I sat in the passenger seat with my arms crossed, my body turned, staring out the window. Oh my gosh, I was so angry at him. The events of the day played through my mind on repeat. One example after another of little things that simply ticked me off. Little things that stacked up until one last little thing, a little thing that pushed me over the edge from a place of tolerance to this place of defiance. Now I was angry and not having any of it anymore. No more openness, understanding, compromise. Nope, none of it. Heart closed for business for the rest of the drive home.

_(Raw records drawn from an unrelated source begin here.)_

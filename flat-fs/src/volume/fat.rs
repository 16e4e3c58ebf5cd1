use alloc::vec::Vec;

use block_dev::BlockDevice;

use crate::volume::region::Region;
use crate::{DataBlockId, Error, Link, Result};

/// 块分配表区域
///
/// 每个数据块对应一个小端序`u32`条目，
/// 记录它在所属块链中的后继。
#[derive(Debug)]
pub struct AllocTable {
    region: Region,
    /// 数据区的块数
    len: usize,
}

impl AllocTable {
    #[inline]
    pub fn new(region: Region, len: usize) -> Self {
        debug_assert!(len * 4 <= region.blocks() * crate::BLOCK_SIZE);
        Self { region, len }
    }

    /// 确认每个条目都是保留值或合法编号。
    pub fn validate(&self) -> Result<()> {
        for i in 0..self.len {
            let raw = self.region.read_u32(i * 4);
            if Link::decode(raw, self.len).is_none() {
                log::error!("table entry #{i} holds {raw:#x}");
                return Err(Error::CorruptVolume);
            }
        }
        Ok(())
    }

    pub fn get(&self, id: DataBlockId) -> Result<Link> {
        if id.index() >= self.len {
            return Err(Error::CorruptChain);
        }
        Link::decode(self.region.read_u32(id.index() * 4), self.len).ok_or(Error::CorruptChain)
    }

    pub fn set(&mut self, id: DataBlockId, link: Link) {
        debug_assert!(id.index() < self.len);
        self.region.write_u32(id.index() * 4, link.encode());
    }

    /// 获取下一个块编号。
    /// 若`id`指向未分配块，则报错。
    /// `Ok(None)`表示`id`为链上最后一块。
    pub fn next(&self, id: DataBlockId) -> Result<Option<DataBlockId>> {
        match self.get(id)? {
            Link::Next(next) => Ok(Some(next)),
            Link::EndOfChain => Ok(None),
            Link::Free => {
                log::error!("block {id} is linked but free");
                Err(Error::CorruptChain)
            }
        }
    }

    /// 从链首出发前进`n`步。
    pub fn follow(&self, head: DataBlockId, n: usize) -> Result<DataBlockId> {
        let mut id = head;
        for _ in 0..n {
            id = self.next(id)?.ok_or(Error::CorruptChain)?;
        }
        Ok(id)
    }

    /// 链上最后一块
    pub fn last(&self, head: DataBlockId) -> Result<DataBlockId> {
        let mut last = head;
        for id in self.chain(head) {
            last = id?;
        }
        Ok(last)
    }

    pub fn chain(&self, head: DataBlockId) -> Chain<'_> {
        Chain {
            table: self,
            next: Some(head),
            steps: 0,
        }
    }

    /// 让`id`成为一条新链的唯一一块。
    #[inline]
    pub fn start(&mut self, id: DataBlockId) {
        self.set(id, Link::EndOfChain);
    }

    /// 把`new`接到链尾`tail`之后。
    pub fn extend(&mut self, tail: DataBlockId, new: DataBlockId) {
        self.set(tail, Link::Next(new));
        self.set(new, Link::EndOfChain);
    }

    /// 让`tail`成为链尾，其后的块不再属于本链。
    #[inline]
    pub fn truncate_after(&mut self, tail: DataBlockId) {
        self.set(tail, Link::EndOfChain);
    }

    /// 释放从`from`开始的整条链，返回被释放的块。
    pub fn release(&mut self, from: DataBlockId) -> Result<Vec<DataBlockId>> {
        let freed = self.chain(from).collect::<Result<Vec<_>>>()?;
        for &id in &freed {
            self.set(id, Link::Free);
        }
        Ok(freed)
    }

    #[inline]
    pub fn sync(&mut self, dev: &dyn BlockDevice) -> Result<()> {
        self.region.sync(dev)
    }
}

/// 块链迭代器
///
/// 步数超过数据区块数时判定链上有环。
pub struct Chain<'a> {
    table: &'a AllocTable,
    next: Option<DataBlockId>,
    steps: usize,
}

impl Iterator for Chain<'_> {
    type Item = Result<DataBlockId>;

    fn next(&mut self) -> Option<Self::Item> {
        let id = self.next.take()?;

        self.steps += 1;
        if self.steps > self.table.len {
            log::error!("chain loops back through block {id}");
            return Some(Err(Error::CorruptChain));
        }

        match self.table.next(id) {
            Ok(next) => {
                self.next = next;
                Some(Ok(id))
            }
            Err(e) => Some(Err(e)),
        }
    }
}
//! 块设备上的绝对块号

use derive_more::{Add, Display, From, Into};

#[derive(Debug, Clone, Copy, PartialEq, Eq, PartialOrd, Ord, Hash, Add, Display, From, Into)]
#[repr(transparent)]
pub struct BlockId(usize);

impl core::ops::Add<usize> for BlockId {
    type Output = Self;

    fn add(self, rhs: usize) -> Self::Output {
        self + Self(rhs)
    }
}

impl BlockId {
    pub const fn new(raw: usize) -> Self {
        Self(raw)
    }

    #[inline]
    pub const fn get(self) -> usize {
        self.0
    }
}
//! 卷的布局
//!
//! 超级块 | 位图区 | 块分配表区 | 目录区 | 数据区
//!
//! 前四个区域的大小只由编译期常量决定，格式化时算出，之后永不改变。

pub mod bitmap;
pub mod dir_entry;
pub mod directory;
pub mod fat;
pub mod region;
pub mod super_block;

Man, I do not like being angry. The feeling is simply so unpleasant to me I avoid it if at all possible. But look out, folks, when this girl gets angry, she’s really angry. I mean, how can one push me this far when I’m amicable and empathetic most of the time? That seems such a righteous statement, but it’s actually fairly true I think – it takes me a long time to get angry. And anger is not a good place for me, for anyone really, but for me it brings with it a feeling of being taken advantage of, being taken for granted, even being betrayed, if even by the smallest of things. In this place all I see is red. One little red thing after another.
God hears a lot from me when I’m angry. Help this go another way, Lord. Help me find the words to explain to him all the little red things he did that got me to this place. Make him see the error of his ridiculous ways. Make him see my innocence in all of this. Please make him come around. Do this, God, and do that, God, and can you believe this, God? Man, c’mon God. Red, red, red.
Arriving home after a weekend away I noticed my daily calendar was a few days behind. I flipped to the current date and read the pithy little message for the day: “Speak God into your circumstances rather than speaking your circumstances to God.” Huh. Flash of red again, but this time across my cheeks. Hot flash? No, not that. Maybe something else. Maybe a little embarrassment, if I’m truly honest with myself.
John 13:7 “Jesus says to his disciples, ‘What I do you know not now, but you shall know hereafter.'”
Well, that’s a powerful little nuance now, isn’t it? God sure knows my perspective on this situation, doesn’t He? But what if I see what God has to say about it all? What if I shift things just a bit? Please help me let this go Your way, God. Help me see through Your eyes and Your Word. Help me set my innocence aside and see Your perfection in all of this. Help us come around. Huh. Funny how quickly my fiery red heart turns to open, soft pink. Seems I’m seeing what God might be teaching me in all of this, what He might be doing in my defiant heart even though I didn’t ask for it. In the soft pink glow of God’s name, good things come into clearer focus.
So today I pray I can more often shift from my view to Yours God. I always have liked pink better than red.